■ **Problem requirements**
Search the material for the string "bank", then show every line where it turns up.

■ **Exercise material**

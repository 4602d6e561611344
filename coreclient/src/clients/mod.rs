// SPDX-FileCopyrightText: 2026 Phoenix R&D GmbH <hello@phnx.im>
//
// SPDX-License-Identifier: AGPL-3.0-or-later

use std::{collections::HashMap, sync::Arc};

use chrono::{DateTime, Utc};
use hbcommon::identifiers::{HackathonId, IdeaId};
use parking_lot::RwLock;
use tokio_stream::{Stream, StreamExt, wrappers::BroadcastStream};
use tracing::warn;

use crate::{
    activities::Activity,
    hackathons::Hackathon,
    ideas::Idea,
    members::Member,
    prds::Prd,
    service::DataService,
    stacks::TechStack,
    store::{
        AppState, StoreNotification, StoreNotificationsSender, StoreNotifier,
        store_notifications_channel,
    },
};

pub use auth::{SignedMessage, WalletSigner};
pub use error::StoreError;

mod auth;
mod error;
mod hackathons;
mod ideas;
mod load;
mod planning;
mod tasks;

/// Client-side mirror of the idea bank.
///
/// Cloning is cheap; all clones share the same state.
#[derive(Debug)]
pub struct CoreClient<S> {
    inner: Arc<CoreClientInner<S>>,
}

impl<S> Clone for CoreClient<S> {
    fn clone(&self) -> Self {
        Self {
            inner: self.inner.clone(),
        }
    }
}

#[derive(Debug)]
struct CoreClientInner<S> {
    service: S,
    state: RwLock<AppState>,
    store_notifications_tx: StoreNotificationsSender,
}

impl<S: DataService> CoreClient<S> {
    pub fn new(service: S) -> Self {
        Self {
            inner: Arc::new(CoreClientInner {
                service,
                state: RwLock::new(AppState::default()),
                store_notifications_tx: store_notifications_channel(),
            }),
        }
    }

    pub fn service(&self) -> &S {
        &self.inner.service
    }

    /// Changes of the state from now on.
    ///
    /// Notifications missed by a slow subscriber are skipped.
    pub fn subscribe(&self) -> impl Stream<Item = Arc<StoreNotification>> + Send + Unpin + 'static {
        BroadcastStream::new(self.inner.store_notifications_tx.subscribe()).filter_map(|res| {
            res.inspect_err(|error| warn!(%error, "Store notification subscriber lagged"))
                .ok()
        })
    }

    /// A copy of the whole state.
    pub fn state(&self) -> AppState {
        self.inner.state.read().clone()
    }

    pub fn user(&self) -> Option<Member> {
        self.inner.state.read().user.clone()
    }

    pub fn auth_ready(&self) -> bool {
        self.inner.state.read().auth_ready
    }

    pub fn is_loading(&self) -> bool {
        self.inner.state.read().loading
    }

    pub fn members(&self) -> Vec<Member> {
        self.inner.state.read().members.clone()
    }

    pub fn ideas(&self) -> Vec<Idea> {
        self.inner.state.read().ideas.clone()
    }

    pub fn idea(&self, idea_id: IdeaId) -> Option<Idea> {
        self.inner.state.read().idea(idea_id).cloned()
    }

    pub fn hackathons(&self) -> Vec<Hackathon> {
        self.inner.state.read().hackathons.clone()
    }

    pub fn hackathon(&self, hackathon_id: HackathonId) -> Option<Hackathon> {
        self.inner.state.read().hackathon(hackathon_id).cloned()
    }

    pub fn prd(&self, idea_id: IdeaId) -> Option<Prd> {
        self.inner.state.read().prds.get(&idea_id).cloned()
    }

    pub fn prds(&self) -> HashMap<IdeaId, Prd> {
        self.inner.state.read().prds.clone()
    }

    pub fn stack(&self, idea_id: IdeaId) -> Option<TechStack> {
        self.inner.state.read().stacks.get(&idea_id).cloned()
    }

    pub fn activities(&self) -> Vec<Activity> {
        self.inner.state.read().activities.clone()
    }

    fn notifier(&self) -> StoreNotifier {
        StoreNotifier::new(self.inner.store_notifications_tx.clone())
    }

    /// Runs `f` on the locked state and publishes the changes it records.
    ///
    /// The lock is released before the notification is sent.
    fn with_state_and_notifier<T>(
        &self,
        f: impl FnOnce(&mut AppState, &mut StoreNotifier) -> T,
    ) -> T {
        let mut notifier = self.notifier();
        let value = {
            let mut state = self.inner.state.write();
            f(&mut state, &mut notifier)
        };
        notifier.notify();
        value
    }

    /// Publishes toasts without touching the state.
    fn toast(&self, f: impl FnOnce(&mut StoreNotifier)) {
        let mut notifier = self.notifier();
        f(&mut notifier);
        notifier.notify();
    }

    fn now(&self) -> DateTime<Utc> {
        Utc::now()
    }
}
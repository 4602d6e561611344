// SPDX-FileCopyrightText: 2026 Phoenix R&D GmbH <hello@phnx.im>
//
// SPDX-License-Identifier: AGPL-3.0-or-later

//! In-memory state of the client and its change notifications.

use std::collections::HashMap;

use hbcommon::identifiers::{HackathonId, IdeaId};

use crate::{
    activities::Activity,
    hackathons::{Hackathon, build_hackathon_links},
    ideas::Idea,
    members::Member,
    prds::Prd,
    stacks::TechStack,
};

pub(crate) use notification::{StoreNotificationsSender, StoreNotifier, store_notifications_channel};
pub use notification::{StoreEntityId, StoreNotification, StoreOperation, Toast, ToastKind};

mod notification;

/// Everything the client knows about the idea bank.
#[derive(Debug, Clone, Default, PartialEq, Eq)]
pub struct AppState {
    /// Profile of the signed-in user.
    pub user: Option<Member>,
    /// Set once the session check at startup has finished.
    pub auth_ready: bool,
    pub members: Vec<Member>,
    /// Newest first.
    pub ideas: Vec<Idea>,
    pub hackathons: Vec<Hackathon>,
    pub prds: HashMap<IdeaId, Prd>,
    pub stacks: HashMap<IdeaId, TechStack>,
    /// Newest first.
    pub activities: Vec<Activity>,
    /// Set while the collections are loaded.
    pub loading: bool,
}

impl AppState {
    pub fn idea(&self, idea_id: IdeaId) -> Option<&Idea> {
        self.ideas.iter().find(|idea| idea.id == idea_id)
    }

    pub(crate) fn idea_mut(&mut self, idea_id: IdeaId) -> Option<&mut Idea> {
        self.ideas.iter_mut().find(|idea| idea.id == idea_id)
    }

    pub fn hackathon(&self, hackathon_id: HackathonId) -> Option<&Hackathon> {
        self.hackathons
            .iter()
            .find(|hackathon| hackathon.id == hackathon_id)
    }

    pub(crate) fn hackathon_mut(&mut self, hackathon_id: HackathonId) -> Option<&mut Hackathon> {
        self.hackathons
            .iter_mut()
            .find(|hackathon| hackathon.id == hackathon_id)
    }

    /// Recomputes the linked ideas of all hackathons and records the ones that changed.
    pub(crate) fn rebuild_links(&mut self, notifier: &mut StoreNotifier) {
        let previous = std::mem::take(&mut self.hackathons);
        let previous_links: HashMap<HackathonId, Vec<IdeaId>> = previous
            .iter()
            .map(|hackathon| (hackathon.id, hackathon.linked_idea_ids.clone()))
            .collect();
        self.hackathons = build_hackathon_links(&self.ideas, previous);
        for hackathon in &self.hackathons {
            if previous_links.get(&hackathon.id) != Some(&hackathon.linked_idea_ids) {
                notifier.update(hackathon.id);
            }
        }
    }

    /// Drops all data of the signed-in user.
    pub(crate) fn clear(&mut self) {
        *self = Self {
            auth_ready: true,
            ..Self::default()
        };
    }

    pub(crate) fn snapshot_ideas(&self) -> IdeasSnapshot {
        IdeasSnapshot {
            ideas: self.ideas.clone(),
            hackathons: self.hackathons.clone(),
        }
    }
}

/// Ideas and hackathons before an optimistic change.
///
/// Restored as a whole when the change is rejected by the service.
#[derive(Debug)]
#[must_use]
pub(crate) struct IdeasSnapshot {
    ideas: Vec<Idea>,
    hackathons: Vec<Hackathon>,
}

impl IdeasSnapshot {
    /// Puts the snapshot back and records the hackathons whose links change.
    pub(crate) fn restore(self, state: &mut AppState, notifier: &mut StoreNotifier) {
        for hackathon in &self.hackathons {
            if state.hackathon(hackathon.id).map(|current| &current.linked_idea_ids)
                != Some(&hackathon.linked_idea_ids)
            {
                notifier.update(hackathon.id);
            }
        }
        state.ideas = self.ideas;
        state.hackathons = self.hackathons;
    }
}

■ **Task result**
/// Client-side mirror of the idea bank.
/// Everything the client knows about the idea bank.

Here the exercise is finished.